There is a rhythm to the orthodox Christian calendar that goes unnoticed in Manhattan. I sorely miss Jewish holidays and baking, and Chinese New Year (and the baking), and making dinner for the boys who did the heavy work in the kitchen in the take-out falafel place I worked at in graduate school- "Sunset's in ten minutes" they would smile- famished!- during Ramadan. I grew up between Little Italy and the Italian South Village so the seasonal treats of the Catholic calendar were familiar too. Anyway, in New York there was always celebrating, and a little repenting, going on. It lent a tremendous texture to everyday life, but no single discernible rhythm.

Greece is primarily Orthodox Christian and when pretty much all of your neighbors are participating in the same holidays and the stores are stocking foods for those holidays it is easy to get into the community's rhythm- both in public life and at the table. The Thursday that marks the start of Carnival (carne = meat= same holiday) is a mad Dionysean carnivorous frenzy of debauchery- by the time Lent rolls around (Monday of the following week- 10 days later), it feels like a gentle reprieve.

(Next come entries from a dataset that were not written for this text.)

#[cfg(test)]
mod tests {
    use super::*;
    use std::hash::{BuildHasherDefault, Hasher};

    /// Sends every key to the same bucket.
    #[derive(Default)]
    struct Collide;

    impl Hasher for Collide {
        fn finish(&self) -> u64 {
            0
        }
        fn write(&mut self, _: &[u8]) {}
    }

    /// Hashes an integer key to its own bit pattern.
    #[derive(Default)]
    struct Identity(u64);

    impl Hasher for Identity {
        fn finish(&self) -> u64 {
            self.0
        }
        fn write(&mut self, bytes: &[u8]) {
            for &b in bytes {
                self.0 = (self.0 << 8) | u64::from(b);
            }
        }
        fn write_u64(&mut self, n: u64) {
            self.0 = n;
        }
        fn write_i64(&mut self, n: i64) {
            self.0 = n as u64;
        }
    }

    #[test]
    fn primes() {
        let found: Vec<_> = (0..30).filter(|&n| is_prime(n)).collect();
        assert_eq!(found, vec![2, 3, 5, 7, 11, 13, 17, 19, 23, 29]);

        assert_eq!(next_prime_above(6), 7);
        assert_eq!(next_prime_above(7), 11);
        assert_eq!(next_prime_above(14), 17);
        assert_eq!(prime_at_least(7), 7);
        assert_eq!(prime_at_least(8), 11);
        assert_eq!(prime_at_least(0), 2);
    }

    #[test]
    fn new_is_empty() {
        let map: HashMap<u32, u32> = HashMap::new();
        assert!(map.is_empty());
        assert_eq!(map.len(), 0);
        assert_eq!(map.bucket_count(), DEFAULT_BUCKETS);
        assert_eq!(map.get_value(&1), None);
        assert_eq!(map.iter().count(), 0);
    }

    #[test]
    fn ten_keys_grow_and_resolve() {
        let mut map = HashMap::new();
        for i in 0..10u32 {
            map.add(i, format!("v{i}"));
        }

        assert_eq!(map.len(), 10);
        assert!(map.bucket_count() > DEFAULT_BUCKETS);
        for i in 0..10u32 {
            assert_eq!(map.get_value(&i), Some(&format!("v{i}")));
        }
    }

    #[test]
    fn growth_sequence_is_next_prime_above_double() {
        let mut map = HashMap::new();
        let mut seen = vec![map.bucket_count()];
        for i in 0..25u32 {
            map.add(i, ());
            if *seen.last().unwrap() != map.bucket_count() {
                seen.push(map.bucket_count());
            }
        }
        assert_eq!(seen, vec![3, 7, 17, 37]);
    }

    #[test]
    fn upsert_returns_previous() {
        let mut map = HashMap::new();
        assert_eq!(map.add("k", 1), None);
        assert_eq!(map.add("k", 2), Some(1));
        assert_eq!(map.len(), 1);
        assert_eq!(map.get_value("k"), Some(&2));
    }

    #[test]
    fn delete_reports_removal() {
        let mut map = HashMap::new();
        map.add(1, "a");
        map.add(2, "b");

        assert!(map.delete(&1));
        assert!(!map.delete(&1));
        assert!(!map.contains(&1));
        assert!(map.contains(&2));
        assert_eq!(map.len(), 1);
        assert_eq!(map.remove(&2), Some("b"));
        assert!(map.is_empty());
    }

    #[test]
    fn borrowed_lookup() {
        let mut map: HashMap<String, u32> = HashMap::new();
        map.add("alpha".to_string(), 1);
        assert_eq!(map.get_value("alpha"), Some(&1));
        *map.get_mut("alpha").unwrap() += 1;
        assert_eq!(map.get_value("alpha"), Some(&2));
        assert!(map.delete("alpha"));
    }

    #[test]
    fn half_load_shrink() {
        let mut map = HashMap::new();
        for i in 0..10u32 {
            map.add(i, i);
        }
        assert_eq!(map.bucket_count(), 17);

        for i in 0..8u32 {
            map.delete(&i);
        }
        // 2 / 17 < 0.15: smallest prime >= 2 * 2
        assert_eq!(map.bucket_count(), 5);
        assert!(map.load_factor() <= 0.5);

        map.delete(&8);
        map.delete(&9);
        // Never below the initial bucket count
        assert_eq!(map.bucket_count(), DEFAULT_BUCKETS);
    }

    #[test]
    fn previous_prime_shrink() {
        let policy = ResizePolicy {
            shrink_to: ShrinkTarget::PreviousPrime,
            ..ResizePolicy::default()
        };
        let mut map = HashMap::with_policy(policy);
        for i in 0..10u32 {
            map.add(i, i);
        }
        assert_eq!(map.bucket_count(), 17);

        for i in 0..10u32 {
            map.delete(&i);
        }
        // Shrinks once to the size it grew from, then stays there.
        assert_eq!(map.bucket_count(), 7);
    }

    #[test]
    fn never_grown_map_does_not_shrink_to_zero() {
        let policy = ResizePolicy {
            shrink_to: ShrinkTarget::PreviousPrime,
            ..ResizePolicy::default()
        };
        let mut map = HashMap::with_policy(policy);
        map.add(1, 1);
        map.delete(&1);
        assert_eq!(map.bucket_count(), DEFAULT_BUCKETS);
    }

    #[test]
    fn presized_map_keeps_its_buckets() {
        let mut map = HashMap::with_buckets(101);
        map.add(1, 1);
        map.delete(&1);
        assert_eq!(map.bucket_count(), 101);
    }

    #[test]
    fn resize_round_trip_preserves_entries() {
        let mut map = HashMap::new();
        for i in 0..200u32 {
            map.add(i, i * 3);
        }
        for i in (0..200u32).filter(|i| i % 10 != 0) {
            assert!(map.delete(&i));
        }

        assert_eq!(map.len(), 20);
        for i in (0..200u32).step_by(10) {
            assert_eq!(map.get_value(&i), Some(&(i * 3)));
        }
        for i in (0..200u32).filter(|i| i % 10 != 0) {
            assert!(!map.contains(&i));
        }
    }

    #[test]
    fn full_collisions_stay_correct() {
        let mut map: HashMap<u32, u32, BuildHasherDefault<Collide>> =
            HashMap::with_buckets_and_hasher(DEFAULT_BUCKETS, BuildHasherDefault::default());
        for i in 0..50 {
            map.add(i, i + 1);
        }
        assert_eq!(map.add(25, 0), Some(26));
        assert!(map.delete(&10));
        assert_eq!(map.len(), 49);
        for i in (0..50).filter(|&i| i != 10 && i != 25) {
            assert_eq!(map.get_value(&i), Some(&(i + 1)));
        }
    }

    #[test]
    fn negative_keys_land_in_range() {
        let mut map: HashMap<i64, &str, BuildHasherDefault<Identity>> =
            HashMap::with_buckets_and_hasher(7, BuildHasherDefault::default());
        map.add(-1, "minus one");
        map.add(i64::MIN, "min");
        map.add(-7, "minus seven");

        assert_eq!(map.get_value(&-1), Some(&"minus one"));
        assert_eq!(map.get_value(&i64::MIN), Some(&"min"));
        assert_eq!(map.get_value(&-7), Some(&"minus seven"));
    }

    #[test]
    fn get_key_scans_values() {
        let mut map = HashMap::new();
        map.add("a", 1);
        map.add("b", 2);
        assert_eq!(map.get_key(&2), Some(&"b"));
        assert_eq!(map.get_key(&3), None);
    }

    #[test]
    fn keys_and_values_align() {
        let map: HashMap<u32, u32> = (0..25).map(|i| (i, i * i)).collect();
        let keys: Vec<_> = map.keys().copied().collect();
        let values: Vec<_> = map.values().copied().collect();

        assert_eq!(keys.len(), 25);
        assert_eq!(map.keys().len(), 25);
        for (k, v) in keys.iter().zip(&values) {
            assert_eq!(k * k, *v);
        }
    }

    #[test]
    fn clear_resets() {
        let mut map = HashMap::new();
        for i in 0..20 {
            map.add(i, i);
        }
        map.clear();

        assert!(map.is_empty());
        assert_eq!(map.bucket_count(), DEFAULT_BUCKETS);
        assert_eq!(map.keys().count(), 0);

        map.add(1, 1);
        assert_eq!(map.get_value(&1), Some(&1));
    }

    #[test]
    #[should_panic(expected = "shrink_at")]
    fn rejects_inverted_thresholds() {
        let _: HashMap<u32, u32> = HashMap::with_policy(ResizePolicy {
            grow_at: 0.2,
            shrink_at: 0.5,
            shrink_to: ShrinkTarget::HalfLoad,
        });
    }

    #[test]
    fn debug_format() {
        let mut map = HashMap::new();
        map.add(1, "one");
        assert_eq!(format!("{map:?}"), r#"{1: "one"}"#);
    }
}
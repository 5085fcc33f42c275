//! Unbalanced binary-search-tree map over a node arena.
//!
//! Nodes live in a [`slab::Slab`] and link to each other by slab key. Every
//! node records its `left`, `right` and `parent`; the parent link is purely
//! navigational, so there is no ownership cycle. Removing a node relinks its
//! neighbours in place and then frees the slot.
//!
//! No balancing is performed. Inserting keys in sorted order produces a
//! chain of depth `n`.
//!
//! # Deletion
//!
//! ```text
//! leaf            only right       only left        two children
//!
//!   P               P                P                P
//!   |               |                |                |
//!   X      ->  -    X      ->  R     X      ->  L     X       ->   D
//!                    \              /                / \          / \
//!                     R            L                L   R        L   R
//!                                                    \            \
//!                                                     ..           ..
//!                                                      \            \
//!                                                       D            C
//!                                                      /
//!                                                     C
//! ```
//!
//! In the two-children case `D` is the in-order predecessor (rightmost node
//! of the left subtree). `D`'s own left subtree `C` takes `D`'s old place,
//! then `D` takes `X`'s place and adopts both of `X`'s children.
//!
//! # Example
//!
//! ```
//! use keel_collections::TreeMap;
//!
//! let mut map = TreeMap::new();
//! for key in [5, 3, 8, 1, 4] {
//!     map.add(key, key.to_string());
//! }
//!
//! assert!(map.delete(&3));
//! assert_eq!(map.keys().copied().collect::<Vec<_>>(), vec![1, 4, 5, 8]);
//! ```

use std::borrow::Borrow;
use std::cmp::Ordering;
use std::fmt;
use std::iter::FusedIterator;

use slab::Slab;

use crate::Map;
use crate::index::NodeIndex;

#[derive(Debug, Clone)]
struct Node<K, V> {
    key: K,
    value: V,
    left: NodeIndex,
    right: NodeIndex,
    parent: NodeIndex,
}

/// An ordered map backed by a plain binary search tree.
#[derive(Clone)]
pub struct TreeMap<K, V> {
    nodes: Slab<Node<K, V>>,
    root: NodeIndex,
}

impl<K, V> Default for TreeMap<K, V> {
    fn default() -> Self {
        Self::new()
    }
}

impl<K, V> TreeMap<K, V> {
    /// Creates an empty map.
    pub fn new() -> Self {
        Self {
            nodes: Slab::new(),
            root: NodeIndex::NONE,
        }
    }

    /// Returns the number of entries.
    #[inline]
    pub fn len(&self) -> usize {
        self.nodes.len()
    }

    /// Returns `true` if the map has no entries.
    #[inline]
    pub fn is_empty(&self) -> bool {
        self.root.is_none()
    }

    /// Removes every entry.
    pub fn clear(&mut self) {
        self.nodes.clear();
        self.root = NodeIndex::NONE;
    }

    /// Iterates `(key, value)` pairs in ascending key order.
    pub fn iter(&self) -> Iter<'_, K, V> {
        let mut iter = Iter {
            nodes: &self.nodes,
            stack: Vec::new(),
            remaining: self.nodes.len(),
        };
        iter.push_left_spine(self.root);
        iter
    }

    /// Iterates keys in ascending order.
    pub fn keys(&self) -> impl ExactSizeIterator<Item = &K> + '_ {
        self.iter().map(|(k, _)| k)
    }

    /// Iterates values in ascending key order.
    pub fn values(&self) -> impl ExactSizeIterator<Item = &V> + '_ {
        self.iter().map(|(_, v)| v)
    }

    /// Returns the entry with the smallest key.
    pub fn first(&self) -> Option<(&K, &V)> {
        let idx = self.leftmost(self.root).get()?;
        let node = &self.nodes[idx];
        Some((&node.key, &node.value))
    }

    /// Returns the entry with the largest key.
    pub fn last(&self) -> Option<(&K, &V)> {
        let idx = self.rightmost(self.root).get()?;
        let node = &self.nodes[idx];
        Some((&node.key, &node.value))
    }

    /// Returns the number of nodes on the longest root-to-leaf path.
    ///
    /// An empty tree has height 0.
    pub fn height(&self) -> usize {
        let mut height = 0;
        let mut stack = Vec::new();
        if let Some(root) = self.root.get() {
            stack.push((root, 1));
        }
        while let Some((idx, depth)) = stack.pop() {
            height = height.max(depth);
            let node = &self.nodes[idx];
            for child in [node.left, node.right] {
                if let Some(child) = child.get() {
                    stack.push((child, depth + 1));
                }
            }
        }
        height
    }

    /// Returns the first key (in ascending order) whose value equals `value`.
    pub fn get_key(&self, value: &V) -> Option<&K>
    where
        V: PartialEq,
    {
        self.iter().find(|(_, v)| *v == value).map(|(k, _)| k)
    }

    #[inline]
    fn leftmost(&self, mut idx: NodeIndex) -> NodeIndex {
        while let Some(i) = idx.get() {
            let left = self.nodes[i].left;
            if left.is_none() {
                break;
            }
            idx = left;
        }
        idx
    }

    #[inline]
    fn rightmost(&self, mut idx: NodeIndex) -> NodeIndex {
        while let Some(i) = idx.get() {
            let right = self.nodes[i].right;
            if right.is_none() {
                break;
            }
            idx = right;
        }
        idx
    }

    /// Points `parent`'s link to `old` (or the root) at `new` instead, and
    /// sets `new`'s parent link.
    fn replace_child(&mut self, parent: NodeIndex, old: NodeIndex, new: NodeIndex) {
        match parent.get() {
            None => self.root = new,
            Some(p) => {
                let parent_node = &mut self.nodes[p];
                if parent_node.left == old {
                    parent_node.left = new;
                } else {
                    debug_assert_eq!(parent_node.right, old, "broken parent link");
                    parent_node.right = new;
                }
            }
        }
        if let Some(n) = new.get() {
            self.nodes[n].parent = parent;
        }
    }
}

"Τσικνα" is the fragrant smoke of grilling meat; "πεμπτι" is Thursday- "Tsiknopempti" = grilled meat smoke Thursday = Mardi Gras (except "Jeudi" not Mardi). Like any socially organized form of debauchery (bachelor parties, New Year's eve...), it can seem a little forced, and there is a lot of Latin music. But the mood is infectious- grilling starts in the neighborhoods by mid-morning. Barber shops, tire salesmen, pretty much everyone has a grill set up on the street in front of their business, Malamatina bottles on the table and some popular music from the car stereo with the windows rolled down. All the school kids are dressed up like it's Halloween.

By night, it's not just school kids:

The ubiquitous sexy Nun costume meets its
 much less subtle replacement.

It's hard to to make out the
shower head above her 

A handsome couple!-
 but it looks like Morticia is stepping out on Gomez with Lurch?
The grills from the afternoon are still smoking, bamboo skewers litter the busier streets, and now big speakers are set up for makeshift street parties everywhere.

Vasileous Irakleiou- bordering the central market,
 is packed on all the feast days.
Finally, up on the hill in Tsinari, an outdoor table in the cold with riotous festivity just on the other side of a thin pane of glass:


Grilled fat lamb chops always taste better outdoors, and so does red wine:


Eventually, the city winds back down, and stray revelers make their way home through the nighttime marketplace-



- in just enough time to get a little sleep before it all starts up again. Nine more days of this, and it's flying kites and eating tarmosalata and laganes.